Leaders can come from anywhere. Taking point on a project and seeing it through is something we encourage all of our people to do.
You should never say, “that’s not in my job description.” If someone is asking for help, or is in need of some support, do what you can. You should feel empowered to right wrongs you see, and to pick up new skills and contribute in new ways.
Sometimes, when companies talk about their “Values” it can seem more like a PR gimmick than an expression of what they hold dear. For instance, British American Tobacco claims to value “Conscious responsibility”. Seems legit.
We like to believe that our values are what keep us on track and what makes this company great. But it is really hard to state your values without sounding like a hot winded pompous philosopher. (Trust us, we know what they sound like, we have a couple).

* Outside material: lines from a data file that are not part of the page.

//! Extraction: pages of one entity to one raw record.
//!
//! Every table is classified on its own ([`classify`]), flattened into
//! (label, value) pairs ([`flatten`]) and merged in document order into a
//! [`RawRecord`] whose keys stay unique ([`RecordMerger`]).
//!
//! # Example
//!
//! ```
//! use untable::extract::{extract_entity, ExtractOptions};
//! use untable::model::{EntityPages, PageDocument, TableBlock};
//!
//! let entity = EntityPages::new("59").with_page(
//!     PageDocument::new("overview").with_table(
//!         TableBlock::with_columns(["3.75+", "3.5-4.0"])
//!             .row("GPA", ["", "X"]),
//!     ),
//! );
//!
//! let extraction = extract_entity(&entity, &ExtractOptions::default());
//! assert_eq!(extraction.record.value("GPA"), Some("3.5-4.0"));
//! ```

mod classify;
mod flatten;
mod merge;
mod options;
mod stats;

pub use classify::{classify, classify_with_mark, LayoutVariant};
pub use flatten::{flatten, Flattened, RejectedRow, TableContext, CROSS_LABEL_SEPARATOR};
pub use merge::RecordMerger;
pub use options::{ExtractOptions, DEFAULT_MARK, DEFAULT_PLACEHOLDER_HEADING};
pub use stats::ExtractionStats;

use serde::{Deserialize, Serialize};

use crate::model::{
    normalize_label, Anomaly, EntityPages, FieldOrigin, LabeledValue, PageDocument, RawRecord,
};

/// Raw record of one entity plus the structural anomalies found on the way.
#[derive(Debug, Clone, Default, PartialEq, Serialize, Deserialize)]
pub struct Extraction {
    /// Entity identifier
    pub entity_id: String,

    /// Merged record
    pub record: RawRecord,

    /// Structural anomalies (rejected rows)
    pub anomalies: Vec<Anomaly>,

    /// Extraction statistics
    pub stats: ExtractionStats,
}

impl Extraction {
    /// Check if no field could be extracted.
    pub fn is_empty(&self) -> bool {
        self.record.is_empty()
    }
}

/// Extract the raw record of an entity.
pub fn extract_entity(entity: &EntityPages, options: &ExtractOptions) -> Extraction {
    extract_pages(&entity.id, &entity.pages, options)
}

/// Extract the raw record from an entity's pages, given in page-class order.
pub fn extract_pages(
    entity_id: &str,
    pages: &[PageDocument],
    options: &ExtractOptions,
) -> Extraction {
    let mut merger = RecordMerger::new(options.collision_marker);
    let mut anomalies = Vec::new();
    let mut stats = ExtractionStats::new();

    for (index, page) in pages.iter().enumerate() {
        stats.page_count += 1;
        if options.is_placeholder(page.headline.as_deref()) {
            log::debug!("entity {}: page {} is a placeholder", entity_id, index);
            stats.placeholder_pages += 1;
            continue;
        }

        if index == 0 {
            for pair in page_text(page, options) {
                stats.pair_count += 1;
                merger.push(pair);
            }
        }

        for (table_index, table) in page.tables.iter().enumerate() {
            let layout = classify_with_mark(table, &options.mark);
            stats.add_table(layout);
            log::debug!(
                "entity {}: page {} table {} is {} ({} rows)",
                entity_id,
                index,
                table_index,
                layout,
                table.row_count()
            );

            let ctx = TableContext {
                page: index,
                page_class: &page.class,
                table: table_index,
            };
            let Flattened { pairs, rejected } = flatten(table, layout, ctx, &options.mark);

            stats.pair_count += pairs.len() as u32;
            stats.rejected_rows += rejected.len() as u32;
            anomalies.extend(
                rejected
                    .into_iter()
                    .map(|r| Anomaly::new(entity_id, r.label, r.raw_value, r.reason)),
            );
            merger.extend(pairs);
        }
    }

    stats.collision_count = merger.collisions() as u32;
    let record = merger.finish();
    if record.is_empty() {
        log::warn!("entity {}: no extractable data", entity_id);
    }

    Extraction {
        entity_id: entity_id.to_string(),
        record,
        anomalies,
        stats,
    }
}

/// Headline and summary of a page as pairs, under the configured labels.
fn page_text(page: &PageDocument, options: &ExtractOptions) -> Vec<LabeledValue> {
    let candidates = [
        (options.headline_label.as_deref(), page.headline.as_deref().map(normalize_label)),
        (options.summary_label.as_deref(), page.summary.as_deref().map(|s| s.trim().to_string())),
    ];

    candidates
        .into_iter()
        .filter_map(|(label, text)| {
            let label = label?;
            let text = text.filter(|t| !t.is_empty())?;
            let origin = FieldOrigin {
                page: 0,
                page_class: page.class.clone(),
                label: label.to_string(),
                ..FieldOrigin::default()
            };
            Some(LabeledValue::new(label, Some(text), origin))
        })
        .collect()
}
//! HTML page reader built on `scraper`.

use once_cell::sync::Lazy;
use scraper::{ElementRef, Html, Selector};

use crate::error::{Error, Result};
use crate::model::{normalize_label, PageDocument, TableBlock, TableRow};

use super::options::HtmlOptions;

// Constant selectors; parsing them cannot fail.
static TABLE_SELECTOR: Lazy<Selector> = Lazy::new(|| Selector::parse("table").unwrap());
static TR_SELECTOR: Lazy<Selector> = Lazy::new(|| Selector::parse("tr").unwrap());
static H1_SELECTOR: Lazy<Selector> = Lazy::new(|| Selector::parse("h1").unwrap());
static P_SELECTOR: Lazy<Selector> = Lazy::new(|| Selector::parse("p").unwrap());

/// Reads already-fetched HTML pages into [`PageDocument`]s.
///
/// Build once and reuse: the scope selector is compiled up front.
#[derive(Debug, Clone)]
pub struct HtmlReader {
    options: HtmlOptions,
    scope: Option<Selector>,
}

impl HtmlReader {
    /// Create a reader, compiling the scope selector.
    pub fn new(options: HtmlOptions) -> Result<Self> {
        let scope = match &options.scope {
            Some(css) => Some(
                Selector::parse(css).map_err(|e| Error::Selector(format!("{}: {}", css, e)))?,
            ),
            None => None,
        };
        Ok(Self { options, scope })
    }

    /// Get the reader options.
    pub fn options(&self) -> &HtmlOptions {
        &self.options
    }

    /// Read one page of the given page class.
    pub fn read(&self, html: &str, class: &str) -> PageDocument {
        let document = Html::parse_document(html);
        let root = document.root_element();
        let scopes: Vec<ElementRef<'_>> = match &self.scope {
            Some(selector) => document.select(selector).collect(),
            None => vec![root],
        };

        let mut page = PageDocument::new(class);
        page.headline = root
            .select(&H1_SELECTOR)
            .next()
            .map(text_of)
            .filter(|t| !t.is_empty());
        page.summary = scopes
            .iter()
            .flat_map(|s| s.select(&P_SELECTOR))
            .map(text_of)
            .find(|t| !t.is_empty());

        for scope in &scopes {
            for table in scope.select(&TABLE_SELECTOR) {
                let block = self.read_table(table);
                if block.is_empty() && !self.options.keep_empty_tables {
                    log::debug!("{}: skipping table without body rows", class);
                    continue;
                }
                page.add_table(block);
            }
        }

        if self.scope.is_some() && scopes.is_empty() {
            log::warn!("{}: scope selector matched nothing", class);
        }
        page
    }

    fn read_table(&self, table: ElementRef<'_>) -> TableBlock {
        let rows: Vec<ElementRef<'_>> = table
            .select(&TR_SELECTOR)
            .filter(|tr| owning_table(*tr).map(|t| t.id()) == Some(table.id()))
            .collect();
        let has_thead = rows.iter().any(|tr| in_thead(*tr, table));

        let mut block = TableBlock::new();
        for (index, tr) in rows.into_iter().enumerate() {
            let cells = row_cells(tr);
            if cells.is_empty() {
                continue;
            }

            let is_header = if has_thead {
                in_thead(tr, table)
            } else {
                index == 0 && cells.iter().all(|c| c.value().name() == "th")
            };

            let (first, rest) = cells.split_at(1);
            let label = text_of(first[0]);
            if is_header {
                block.heading = Some(label).filter(|l| !l.is_empty());
                block.columns = self.header_labels(rest);
                continue;
            }

            // Label-only rows are section dividers.
            let label = Some(label).filter(|l| !l.is_empty() && !self.options.is_null_marker(l));
            if label.is_none() || rest.is_empty() {
                continue;
            }
            block.add_row(TableRow::new(label, self.body_values(rest)));
        }
        block
    }

    /// Column labels of a header row, repeated over their `colspan`.
    fn header_labels(&self, cells: &[ElementRef<'_>]) -> Vec<String> {
        cells
            .iter()
            .flat_map(|cell| std::iter::repeat(text_of(*cell)).take(self.span(*cell)))
            .collect()
    }

    /// Values of a body row. A spanning cell keeps its value in the first
    /// column it covers; the other columns are empty.
    fn body_values(&self, cells: &[ElementRef<'_>]) -> Vec<Option<String>> {
        let mut values = Vec::with_capacity(cells.len());
        for cell in cells {
            let text = text_of(*cell);
            if text.is_empty() || self.options.is_null_marker(&text) {
                values.push(None);
            } else {
                values.push(Some(text));
            }
            values.extend(std::iter::repeat(None).take(self.span(*cell) - 1));
        }
        values
    }

    fn span(&self, cell: ElementRef<'_>) -> usize {
        if self.options.expand_colspan {
            colspan(cell)
        } else {
            1
        }
    }
}

/// Read one page with the given options.
pub fn read_page(html: &str, class: &str, options: &HtmlOptions) -> Result<PageDocument> {
    Ok(HtmlReader::new(options.clone())?.read(html, class))
}

fn text_of(element: ElementRef<'_>) -> String {
    normalize_label(&element.text().collect::<String>())
}

fn row_cells(tr: ElementRef<'_>) -> Vec<ElementRef<'_>> {
    tr.children()
        .filter_map(ElementRef::wrap)
        .filter(|e| matches!(e.value().name(), "td" | "th"))
        .collect()
}

fn owning_table(element: ElementRef<'_>) -> Option<ElementRef<'_>> {
    element
        .ancestors()
        .filter_map(ElementRef::wrap)
        .find(|e| e.value().name() == "table")
}

fn in_thead(tr: ElementRef<'_>, table: ElementRef<'_>) -> bool {
    tr.ancestors()
        .filter_map(ElementRef::wrap)
        .take_while(|e| e.id() != table.id())
        .any(|e| e.value().name() == "thead")
}

fn colspan(cell: ElementRef<'_>) -> usize {
    cell.value()
        .attr("colspan")
        .and_then(|s| s.trim().parse::<usize>().ok())
        .unwrap_or(1)
        .clamp(1, 64)
}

So here is what we value, put as simply as possible:
The user comes first. We believe in giving people the tools they need to succeed financially. We believe that helping our users to escape debt is the first step to building wealth. And we want ALL of our users to reach this goal.
Grow the company, and make it a successful vibrant business. To us, this is really an extension of value #1. If our users are successful, then we will be successful. Revenues and making a profit are not things that are at odds with the service we provide, they go hand-in-hand.
Teamwork, Collaboration, Support, and Accomplishments. We know that we risk sounding like one of those cheesy motivational posters you find on the HR department’s wall, but we really do value these things. It is the best feeling in the world working with people and getting stuff done. We will always strive to become better at working together, helping one another, and celebrating each others’ successes.
Friendship, and Happy, Healthy people. We take every opportunity we get to further the friendships we have made working together. Sure, this may be work, but that doesn’t mean you can’t enjoy doing it. High fives, beers, practical jokes, and nicknames are all common around here. That said we try to keep the 24-hour party scheduled to a minimum. We aren’t as young as we used to be.
We spend a lot of time in our office, and we try to make it a place that is enjoyable to be, and a place that we actually want to be. Sure it can get stressful at times, but it can also be a lot of fun. We like to think of this place as the company’s home. It’s a lot like your parents’ house: there is always food in the fridge and you can come and go as you please. There is even an office mom who will nag you to clean your desk!
Home can be a pretty vague concept that can mean different things to different people. Here is what we think about our home:
- This is a creative place.
- This is a place where you can get things done.
- This is a place of collaboration and teamwork, where interaction leads to execution.
- This is a positive environment where good times are encouraged.
- This is our place, we contribute to its state and make of it what we will.
- This is a place you should want to be, or at least enjoy being, make changes for the better.
- This the home of Sir Winston Pufflebottom, it should be a place fit for a prince.